**** INPUT ****

use std::path::PathBuf;

use jobscraper_client::prompts::DEFAULT_PROMPTS_DIR;
use jobscraper_core::AppError;
use jobscraper_core::config::DEFAULT_CONFIG_PATH;

const DEFAULT_PORT: u16 = 8080;

#[derive(Debug, Clone, PartialEq, Eq)]
pub struct ServerConfig {
    pub port: u16,
    pub api_key: String,
    pub sources_path: PathBuf,
    pub prompts_dir: PathBuf,
}

impl ServerConfig {
    /// Read `JOBSCRAPER_SERVER_API_KEY` (required), `JOBSCRAPER_SERVER_PORT`,
    /// `JOBSCRAPER_CONFIG` and `JOBSCRAPER_PROMPTS_DIR`.
    pub fn from_env() -> Result<Self, AppError> {
        Self::from_lookup(|key| std::env::var(key).ok())
    }

    pub fn from_lookup(lookup: impl Fn(&str) -> Option<String>) -> Result<Self, AppError> {
        let api_key = lookup("JOBSCRAPER_SERVER_API_KEY")
            .filter(|k| !k.trim().is_empty())
            .ok_or_else(|| {
                AppError::ConfigError("JOBSCRAPER_SERVER_API_KEY must be set".into())
            })?;

        let port = match lookup("JOBSCRAPER_SERVER_PORT") {
            None => DEFAULT_PORT,
            Some(raw) => raw.trim().parse().map_err(|_| {
                AppError::ConfigError(format!("Invalid JOBSCRAPER_SERVER_PORT '{raw}'"))
            })?,
        };

        Ok(Self {
            port,
            api_key,
            sources_path: lookup("JOBSCRAPER_CONFIG")
                .unwrap_or_else(|| DEFAULT_CONFIG_PATH.to_string())
                .into(),
            prompts_dir: lookup("JOBSCRAPER_PROMPTS_DIR")
                .unwrap_or_else(|| DEFAULT_PROMPTS_DIR.to_string())
                .into(),
        })
    }
}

****

WHAT THE TASK ASKS. Every line from the first entry to the line containing "pub struct ServerConfig" should be transcribed exactly, and nothing beyond it.

SOLUTION FOR THIS EXERCISE.
use std::path::PathBuf;

use jobscraper_client::prompts::DEFAULT_PROMPTS_DIR;
use jobscraper_core::AppError;
use jobscraper_core::config::DEFAULT_CONFIG_PATH;

const DEFAULT_PORT: u16 = 8080;

#[derive(Debug, Clone, PartialEq, Eq)]
pub struct ServerConfig {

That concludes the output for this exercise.